(Stored data entries)
-----
use brigade_common::StoreConfig;
use serde::{Deserialize, Serialize};
use std::time::Duration;

pub const CONFIG_PATH_ENV: &str = "BRIGADE_VIEWER_CONFIG";
pub const DEFAULT_CONFIG_PATH: &str = "viewer.toml";

#[derive(Debug, Clone, Serialize, Deserialize)]
pub struct ViewerConfig {
    /// WebSocket URL of the backend's live channel
    #[serde(default = "default_live_url")]
    pub live_url: String,

    #[serde(default = "default_poll_interval_secs")]
    pub poll_interval_secs: u64,

    /// How far back each poll reads the store
    #[serde(default = "default_poll_window_minutes")]
    pub poll_window_minutes: u64,

    #[serde(default = "default_frame_interval_ms")]
    pub frame_interval_ms: u64,

    #[serde(default = "default_animation_steps")]
    pub animation_steps: u32,

    #[serde(default = "default_reconnect_interval_secs")]
    pub reconnect_interval_secs: u64,

    #[serde(default = "default_log_level")]
    pub log_level: String,

    #[serde(default = "default_log_dir")]
    pub log_dir: String,

    /// Polling fallback is disabled when absent
    #[serde(default)]
    pub store: Option<StoreConfig>,
}

fn default_live_url() -> String {
    "ws://127.0.0.1:3000/ws".to_string()
}

fn default_poll_interval_secs() -> u64 {
    15
}

fn default_poll_window_minutes() -> u64 {
    720
}

fn default_frame_interval_ms() -> u64 {
    50
}

fn default_animation_steps() -> u32 {
    15
}

fn default_reconnect_interval_secs() -> u64 {
    10
}

fn default_log_level() -> String {
    "info".to_string()
}

fn default_log_dir() -> String {
    "logs".to_string()
}

impl Default for ViewerConfig {
    fn default() -> Self {
        Self {
            live_url: default_live_url(),
            poll_interval_secs: default_poll_interval_secs(),
            poll_window_minutes: default_poll_window_minutes(),
            frame_interval_ms: default_frame_interval_ms(),
            animation_steps: default_animation_steps(),
            reconnect_interval_secs: default_reconnect_interval_secs(),
            log_level: default_log_level(),
            log_dir: default_log_dir(),
            store: None,
        }
    }
}

impl ViewerConfig {
    pub fn from_toml(content: &str) -> anyhow::Result<Self> {
        let config: ViewerConfig = toml::from_str(content)
            .map_err(|e| anyhow::anyhow!("Failed to parse viewer config: {}", e))?;
        if config.frame_interval_ms == 0 || config.poll_interval_secs == 0 {
            anyhow::bail!("frame_interval_ms and poll_interval_secs must be greater than zero");
        }
        Ok(config)
    }

    /// Read the file named by `BRIGADE_VIEWER_CONFIG`, else `viewer.toml`.
    /// A missing default file means built-in defaults.
    pub fn load() -> anyhow::Result<Self> {
        match std::env::var(CONFIG_PATH_ENV) {
            Ok(path) => {
                let content = std::fs::read_to_string(&path)
                    .map_err(|e| anyhow::anyhow!("Failed to read config file '{}': {}", path, e))?;
                Self::from_toml(&content)
            }
            Err(_) => match std::fs::read_to_string(DEFAULT_CONFIG_PATH) {
                Ok(content) => Self::from_toml(&content),
                Err(_) => Ok(Self::default()),
            },
        }
    }

    pub fn poll_interval(&self) -> Duration {
        Duration::from_secs(self.poll_interval_secs)
    }

    pub fn poll_window(&self) -> Duration {
        Duration::from_secs(self.poll_window_minutes.saturating_mul(60))
    }

    pub fn frame_interval(&self) -> Duration {
        Duration::from_millis(self.frame_interval_ms)
    }

    pub fn reconnect_interval(&self) -> Duration {
        Duration::from_secs(self.reconnect_interval_secs)
    }
}

#[cfg(test)]
mod tests {
    use super::*;

    #[test]
    fn test_defaults() {
        let config = ViewerConfig::from_toml("").unwrap();
        assert_eq!(config.poll_interval(), Duration::from_secs(15));
        assert_eq!(config.animation_steps, 15);
        assert!(config.store.is_none());
    }

    #[test]
    fn test_store_enables_polling() {
        let config = ViewerConfig::from_toml(
            r#"
            live_url = "ws://tracker.local/ws"

            [store]
            url = "https://store.example.com"
            api_key = "anon"
            "#,
        )
        .unwrap();

        assert_eq!(config.live_url, "ws://tracker.local/ws");
        assert_eq!(config.store.unwrap().positions_table, "ubicaciones");
    }

    #[test]
    fn test_huge_poll_window_saturates() {
        let config = ViewerConfig::from_toml("poll_window_minutes = 9223372036854775807").unwrap();
        assert_eq!(config.poll_window(), Duration::from_secs(u64::MAX));
    }

    #[test]
    fn test_rejects_zero_frame_interval() {
        assert!(ViewerConfig::from_toml("frame_interval_ms = 0").is_err());
    }
}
-----
- [WHAT YOU HAVE TO DO]: Reproduce each line of the entries in which the word "Serialize" is found.

- [EXERCISE SOLUTION]:
use serde::{Deserialize, Serialize};
#[derive(Debug, Clone, Serialize, Deserialize)]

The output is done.